#### [WORK ITEM]
Below are the data; count the lines with the string "serde" in them and give that number only.

Collected data entries:
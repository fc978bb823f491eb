use crate::error::{Error, ErrorKind, Result};
use serde::Serialize;
use std::fmt;
use std::str::FromStr;

const MAX_VIDEO_ID_LENGTH: usize = 20;

/// A syntactically valid YouTube video id.
///
/// Anything reaching a command line goes through this type first, so a video
/// id can never be mistaken for a yt-dlp option or a different URL.
#[derive(Debug, Clone, Eq, PartialEq, Hash, Serialize)]
#[serde(transparent)]
pub struct VideoId(String);
impl VideoId {
    pub fn parse(raw: impl AsRef<str>) -> Result<Self> {
        let raw = raw.as_ref();
        let valid = !raw.is_empty()
            && raw.len() <= MAX_VIDEO_ID_LENGTH
            && raw.bytes().all(|b| b.is_ascii_alphanumeric() || b == b'-' || b == b'_');
        if !valid {
            exn::bail!(ErrorKind::InvalidVideoId);
        }
        Ok(Self(raw.to_string()))
    }

    pub fn as_str(&self) -> &str {
        &self.0
    }

    pub fn watch_url(&self) -> String {
        watch_url(&self.0)
    }
}
impl FromStr for VideoId {
    type Err = Error;
    fn from_str(s: &str) -> std::result::Result<Self, Self::Err> {
        Self::parse(s)
    }
}
impl AsRef<str> for VideoId {
    fn as_ref(&self) -> &str {
        &self.0
    }
}
impl fmt::Display for VideoId {
    fn fmt(&self, f: &mut fmt::Formatter<'_>) -> fmt::Result {
        f.write_str(&self.0)
    }
}

pub(crate) fn watch_url(id: &str) -> String {
    format!("https://youtube.com/watch?v={id}")
}

/// Restricts search results to recent uploads.
#[derive(Debug, Clone, Copy, Eq, PartialEq)]
pub enum DateFilter {
    Today,
    Week,
    Month,
    Year,
}
impl DateFilter {
    /// The value of YouTube's `sp` search parameter for this filter.
    pub fn sp(&self) -> &'static str {
        match self {
            Self::Today => "EgIIAg==",
            Self::Week => "EgIIAw==",
            Self::Month => "EgIIBA==",
            Self::Year => "EgIIBQ==",
        }
    }
}
impl FromStr for DateFilter {
    type Err = Error;
    fn from_str(s: &str) -> std::result::Result<Self, Self::Err> {
        Ok(match s {
            "today" => Self::Today,
            "week" => Self::Week,
            "month" => Self::Month,
            "year" => Self::Year,
            _ => exn::bail!(ErrorKind::InvalidDateFilter),
        })
    }
}

/// One entry of a flat search listing.
///
/// Upload date and view fields are placeholders here; a flat listing does not
/// carry them and clients fill them in from [`VideoMetadata`].
#[derive(Debug, Clone, PartialEq, Serialize)]
pub struct SearchResult {
    pub id: String,
    pub title: String,
    pub channel: String,
    pub duration: Option<u64>,
    pub duration_raw: u64,
    pub upload_date: String,
    pub upload_timestamp: i64,
    pub views: String,
    pub view_count: u64,
    pub url: String,
}

#[derive(Debug, Clone, PartialEq, Serialize)]
pub struct VideoMetadata {
    pub id: VideoId,
    /// `YYYY-MM-DD`, or empty when unknown.
    pub upload_date: String,
    /// Midnight UTC of the upload date, or `0` when unknown.
    pub upload_timestamp: i64,
    /// Humanized view count, e.g. `1.2M views`.
    pub views: String,
    pub view_count: u64,
}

#### [THE COMPLETED TASK]
2